This is the implementation for the Joint Network Embedding and Topic Embedding (JNET). We provide all the source codes for the algorithm and related baselines.
- Download the JNET repo to your local machine.
- Download the data to the directory that ./src lies in.
- Compile the whole project with complie file.
./compile
- Run the algorithm with default setting with run file.
./run
./data folder has all the data needed for running experiments, including both Yelp data (./data/YelpNew/) and StackOverflow data (./data/StackOverflow/). The data for running
For example, ./data/Yelp contains the following files which are needed for running experiments with Yelp dataset:
CrossGroups_800.txt
AmazonFriends.txt
fv_lm_DF_1000.txt
GlobalWeights.txt
SelectedVocab.csv
./Users
- CrossGroups_800.txt contains the feature indexes for 800 feature groups.
- fv_lm_DF_1000.txt contains the 1000 textual features selected for training language models.
- GlobalWeights.txt contains the weights for sentiment features trained on a separate data, which serves as a base model.
- SelectedVocab.csv contains the 5000 sentiment features used for training sentiment models.
- ./Users folder contains 9760 users.
- AmazonFriends.txt contains the friendship information. In each line, the first string is the user ID and the following strings are his/her friends' IDs.
We use -model to select different algorithms and the default one is HUB. The following table lists all the parameters for HUB:
Usage: java execution [options] training_folder
options:
-data: specify the dataset used for training (default YelpNew)
option: Amazon, YelpNew
-eta1: coefficient for the scaling in each user group's regularization (default 0.05)
-eta2: coefficient for the shifting in each user group's regularization (default 0.05)
-eta3: coefficient for the scaling in super user's regularization (default 0.05)
-eta4: coefficient for the shifting in super user's regularization (default 0.05)
-model: specific training model,
option: Base-base, MT-SVM-mtsvm, GBSSL-gbssl, HUB-hubMTLinAdapt+kMeans-mtclinkmeans, cLinAdapt-mtclindp, cLinAdapt+HDP-mtclinhdp (default hub)
-M: the size of the auxiliary variables in the posterior inference of the group indicator (default 6)

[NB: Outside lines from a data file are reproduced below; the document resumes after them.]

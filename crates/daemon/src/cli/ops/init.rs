use std::fmt;
use std::path::PathBuf;

use clap::Args;
use owo_colors::OwoColorize;

use mediastore_daemon::state::{AppConfig, AppState, StateError};

#[derive(Args, Debug, Clone)]
pub struct Init {
    /// Overwrite an existing config file
    #[arg(long)]
    pub force: bool,

    /// SQLite metadata database path (default: <data dir>/mediastore/mediastore.db)
    #[arg(long)]
    pub database: Option<PathBuf>,

    /// Template scope scanned for live blob references
    #[arg(long)]
    pub scope: Option<String>,
}

#[derive(Debug)]
pub struct InitOutput {
    pub config_path: PathBuf,
    pub database: PathBuf,
    pub scope: String,
    pub cleanup_interval_secs: u64,
}

impl fmt::Display for InitOutput {
    fn fmt(&self, f: &mut fmt::Formatter<'_>) -> fmt::Result {
        writeln!(
            f,
            "{} mediastore config at {}",
            "Initialized".green().bold(),
            self.config_path.display().to_string().bold()
        )?;
        writeln!(f, "  {} {}", "Database:".dimmed(), self.database.display())?;
        writeln!(f, "  {} {}", "Scope:".dimmed(), self.scope)?;
        writeln!(
            f,
            "  {} every {}s",
            "Cleanup:".dimmed(),
            self.cleanup_interval_secs
        )?;
        write!(
            f,
            "  {} {}",
            "External storage:".dimmed(),
            "disabled (edit [external] to enable)".yellow()
        )
    }
}

#[derive(Debug, thiserror::Error)]
pub enum InitError {
    #[error("init failed: {0}")]
    StateFailed(#[from] StateError),

    #[error("invalid path: {0}")]
    InvalidPath(String),
}

#[async_trait::async_trait]
impl crate::cli::op::Op for Init {
    type Error = InitError;
    type Output = InitOutput;

    async fn execute(&self, ctx: &crate::cli::op::OpContext) -> Result<Self::Output, Self::Error> {
        let mut config = AppConfig::default();

        if let Some(database) = &self.database {
            if !database.is_absolute() {
                return Err(InitError::InvalidPath(
                    "--database must be an absolute path".to_string(),
                ));
            }
            config.database = database.clone();
        }
        if let Some(scope) = &self.scope {
            config.scope = scope.clone();
        }

        let state = AppState::init(ctx.config_path.clone(), Some(config), self.force)?;

        Ok(InitOutput {
            config_path: state.config_path,
            database: state.config.database,
            scope: state.config.scope,
            cleanup_interval_secs: state.config.cleanup_interval_secs,
        })
    }
}
//! The external blob storage capability.

use std::path::Path;

use async_trait::async_trait;
use bytes::Bytes;
use tokio::io::AsyncWrite;

use crate::error::Result;

/// A byte sink that blob contents can be streamed into.
pub type BlobSink<'a> = dyn AsyncWrite + Send + Unpin + 'a;

/// Stores blob payloads in an external object store, addressed by key.
///
/// Absence is never an error here. Transport failures are returned to the
/// caller untouched; deciding whether to fall back is the caller's job.
#[async_trait]
pub trait BlobStorageProvider: Send + Sync + std::fmt::Debug {
    /// Whether an object exists under `key`.
    async fn exists(&self, key: &str) -> Result<bool>;

    /// Stream the object into `sink` and return the number of bytes written.
    ///
    /// Writes nothing and returns `Ok(0)` when the object does not exist.
    async fn get(&self, key: &str, sink: &mut BlobSink<'_>) -> Result<u64>;

    /// Upload `payload` under `key`, replacing any existing object.
    async fn put(&self, payload: Bytes, key: &str) -> Result<()>;

    /// Delete the object. Returns `false` if there was nothing to delete.
    async fn delete(&self, key: &str) -> Result<bool>;

    /// Stream the object to `path`, overwriting it. No-op when absent.
    async fn download_to_file(&self, key: &str, path: &Path) -> Result<()>;

    /// Every object key currently in the store.
    async fn list_keys(&self) -> Result<Vec<String>>;
}
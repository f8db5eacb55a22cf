pub mod blob;
pub mod cleanup;
pub mod init;
pub mod run;

pub use blob::Blob;
pub use cleanup::Cleanup;
pub use init::Init;
pub use run::Run;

-alpha: concentraction parameter for the first-layer DP, i.e., collective identities (default 0.01)
-beta: concentraction parameter for the prior Dirichlet Distribution of language model (default 0.05)
-eta: concentraction parameter for the second-layer DP, i.e., user mixture (default 0.05)
-nuI: number of iterations for sampling (default 30)
-sdA: variance for the normal distribution for the prior of shifting parameters (default 0.0425)
-sdB: variance for the normal distribution for the prior of scaling parameters (default 0.0425)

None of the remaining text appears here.